(The input begins)
//! V4L2 Capture Backend
//!
//! Opens a real device node through the `v4l` crate and streams frames from
//! memory-mapped driver buffers on a dedicated thread.

use crate::capture::{
    CaptureBackend, CaptureConfig, CaptureDevice, CaptureError, FrameSender, FrameStream,
    frame_channel, spawn_producer,
};
use crate::format::FormatInfo;
use std::io;
use std::path::Path;
use std::sync::Arc;
use std::sync::atomic::{AtomicBool, Ordering};
use std::sync::mpsc;
use std::thread::JoinHandle;
use std::time::Duration;
use v4l::buffer::{Flags, Metadata, Type};
use v4l::format::FieldOrder;
use v4l::io::traits::CaptureStream;
use v4l::prelude::*;
use v4l::video::Capture;
use v4l::video::capture::Parameters;
use v4l::{Format, FourCC};

/// How long one readiness poll may block before the stop flag is rechecked
const POLL_TIMEOUT_MS: i32 = 100;

/// How long the first frame may take once streaming is switched on
const FIRST_FRAME_TIMEOUT: Duration = Duration::from_secs(2);

/// Capture backend backed by the kernel V4L2 API
#[derive(Debug, Default, Clone, Copy)]
pub struct V4lBackend;

impl CaptureBackend for V4lBackend {
    fn open(
        &self,
        path: &Path,
        config: &CaptureConfig,
    ) -> Result<Box<dyn CaptureDevice>, CaptureError> {
        let open_failed = |e: io::Error| CaptureError::DeviceOpenFailed {
            path: path.display().to_string(),
            reason: e.to_string(),
        };

        let device = Device::with_path(path).map_err(open_failed)?;

        let mut format = Format::new(
            config.width,
            config.height,
            FourCC::new(&config.pixel_format.fourcc()),
        );
        format.field_order = FieldOrder::Progressive;
        device.set_format(&format).map_err(open_failed)?;
        device
            .set_params(&Parameters::with_fps(config.fps))
            .map_err(open_failed)?;

        tracing::debug!(path = %path.display(), format = %config.pixel_format, "Opened V4L2 device");

        Ok(Box::new(V4lDevice {
            device: Arc::new(device),
            buffer_count: config.buffer_count.max(1),
            session: None,
        }))
    }
}

struct Session {
    stop: Arc<AtomicBool>,
    thread: JoinHandle<()>,
}

struct V4lDevice {
    device: Arc<Device>,
    buffer_count: u32,
    session: Option<Session>,
}

impl CaptureDevice for V4lDevice {
    fn format(&self) -> Result<FormatInfo, CaptureError> {
        let format = self
            .device
            .format()
            .map_err(|e| CaptureError::FormatQueryFailed(e.to_string()))?;
        Ok(FormatInfo {
            width: format.width,
            height: format.height,
            fourcc: format.fourcc.repr,
            bytes_per_line: format.stride,
            size_image: format.size,
        })
    }

    fn start(&mut self) -> Result<FrameStream, CaptureError> {
        if self.session.is_some() {
            return Err(CaptureError::SessionStartFailed(
                "capture already running".to_string(),
            ));
        }

        let (tx, stream) = frame_channel(self.buffer_count as usize);
        let stop = Arc::new(AtomicBool::new(false));
        let (ready_tx, ready_rx) = mpsc::channel();

        let device = Arc::clone(&self.device);
        let buffer_count = self.buffer_count;
        let thread_stop = Arc::clone(&stop);
        let thread = spawn_producer("v4l2-capture", move || {
            stream_loop(&device, buffer_count, &tx, &thread_stop, ready_tx)
        })
        .map_err(|e| CaptureError::SessionStartFailed(e.to_string()))?;

        match ready_rx.recv() {
            Ok(Ok(())) => {
                self.session = Some(Session { stop, thread });
                Ok(stream)
            }
            Ok(Err(reason)) => {
                let _ = thread.join();
                Err(CaptureError::SessionStartFailed(reason))
            }
            Err(_) => {
                let _ = thread.join();
                Err(CaptureError::SessionStartFailed(
                    "capture thread exited during setup".to_string(),
                ))
            }
        }
    }

    fn stop(&mut self) {
        if let Some(session) = self.session.take() {
            session.stop.store(true, Ordering::SeqCst);
            if session.thread.join().is_err() {
                tracing::warn!("V4L2 capture thread panicked");
            }
        }
    }
}

impl Drop for V4lDevice {
    fn drop(&mut self) {
        self.stop();
    }
}

fn frame_bytes(buf: &[u8], meta: &Metadata) -> Vec<u8> {
    if meta.bytesused == 0 || meta.flags.contains(Flags::ERROR) {
        Vec::new()
    } else {
        let used = (meta.bytesused as usize).min(buf.len());
        buf[..used].to_vec()
    }
}

fn stream_loop(
    device: &Device,
    buffer_count: u32,
    tx: &FrameSender,
    stop: &AtomicBool,
    ready: mpsc::Sender<Result<(), String>>,
) {
    let mut stream = match MmapStream::with_buffers(device, Type::VideoCapture, buffer_count) {
        Ok(stream) => stream,
        Err(e) => {
            let _ = ready.send(Err(e.to_string()));
            return;
        }
    };

    // The first `next` queues every buffer and issues STREAMON; the session
    // only counts as started once that succeeded
    stream.set_timeout(FIRST_FRAME_TIMEOUT);
    let first = match stream.next() {
        Ok((buf, meta)) => Some(frame_bytes(buf, meta)),
        Err(e) if e.kind() == io::ErrorKind::TimedOut => None,
        Err(e) => {
            let _ = ready.send(Err(e.to_string()));
            return;
        }
    };
    let _ = ready.send(Ok(()));

    let Some(first) = first else {
        tracing::warn!(
            "No frame within {:?} of stream on, ending capture",
            FIRST_FRAME_TIMEOUT
        );
        return;
    };
    if !tx.send(first) {
        return;
    }

    // `next` re-queues the previous buffer before dequeuing, so it must only
    // run once a buffer is ready; a timeout inside it would queue twice
    stream.clear_timeout();
    let handle = stream.handle();
    while !stop.load(Ordering::SeqCst) {
        match handle.poll(libc::POLLIN, POLL_TIMEOUT_MS) {
            Ok(0) => continue,
            Ok(_) => {}
            Err(e) if e.kind() == io::ErrorKind::Interrupted => continue,
            Err(e) => {
                tracing::warn!(error = %e, "Poll failed, ending capture");
                break;
            }
        }

        let frame = match stream.next() {
            Ok((buf, meta)) => frame_bytes(buf, meta),
            Err(e) => {
                tracing::warn!(error = %e, "Dequeue failed, ending capture");
                break;
            }
        };

        if !tx.send(frame) {
            break;
        }
    }
    // Dropping `stream` turns streaming off and unmaps the buffers
}

#[cfg(test)]
mod tests {
    use super::*;

    #[test]
    fn test_frame_bytes_trims_to_bytesused() {
        let meta = Metadata { bytesused: 3, ..Metadata::default() };
        assert_eq!(frame_bytes(&[1, 2, 3, 4, 5], &meta), vec![1, 2, 3]);
    }

    #[test]
    fn test_errored_or_empty_buffers_are_dropped_frames() {
        let empty = Metadata::default();
        assert!(frame_bytes(&[1, 2, 3], &empty).is_empty());

        let errored = Metadata { bytesused: 3, flags: Flags::ERROR, ..Metadata::default() };
        assert!(frame_bytes(&[1, 2, 3], &errored).is_empty());
    }

    #[test]
    fn test_missing_device_fails_open() {
        let config = CaptureConfig {
            pixel_format: crate::format::PixelFormat::Yuyv,
            width: 64,
            height: 48,
            fps: 30,
            buffer_count: 2,
        };
        let err = V4lBackend
            .open(Path::new("/dev/loopbench-missing"), &config)
            .err()
            .unwrap();
        assert!(matches!(err, CaptureError::DeviceOpenFailed { .. }));
    }
}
(The input ends)
● **Instructions to follow**
Copy out the lines above exactly, beginning at the one that contains "#[derive(Debug, Default, Clone, Copy)]" and ending at the one that contains "impl CaptureDevice for".

● **Solution to this problem**
#[derive(Debug, Default, Clone, Copy)]
pub struct V4lBackend;

impl CaptureBackend for V4lBackend {
    fn open(
        &self,
        path: &Path,
        config: &CaptureConfig,
    ) -> Result<Box<dyn CaptureDevice>, CaptureError> {
        let open_failed = |e: io::Error| CaptureError::DeviceOpenFailed {
            path: path.display().to_string(),
            reason: e.to_string(),
        };

        let device = Device::with_path(path).map_err(open_failed)?;

        let mut format = Format::new(
            config.width,
            config.height,
            FourCC::new(&config.pixel_format.fourcc()),
        );
        format.field_order = FieldOrder::Progressive;
        device.set_format(&format).map_err(open_failed)?;
        device
            .set_params(&Parameters::with_fps(config.fps))
            .map_err(open_failed)?;

        tracing::debug!(path = %path.display(), format = %config.pixel_format, "Opened V4L2 device");

        Ok(Box::new(V4lDevice {
            device: Arc::new(device),
            buffer_count: config.buffer_count.max(1),
            session: None,
        }))
    }
}

struct Session {
    stop: Arc<AtomicBool>,
    thread: JoinHandle<()>,
}

struct V4lDevice {
    device: Arc<Device>,
    buffer_count: u32,
    session: Option<Session>,
}

impl CaptureDevice for V4lDevice {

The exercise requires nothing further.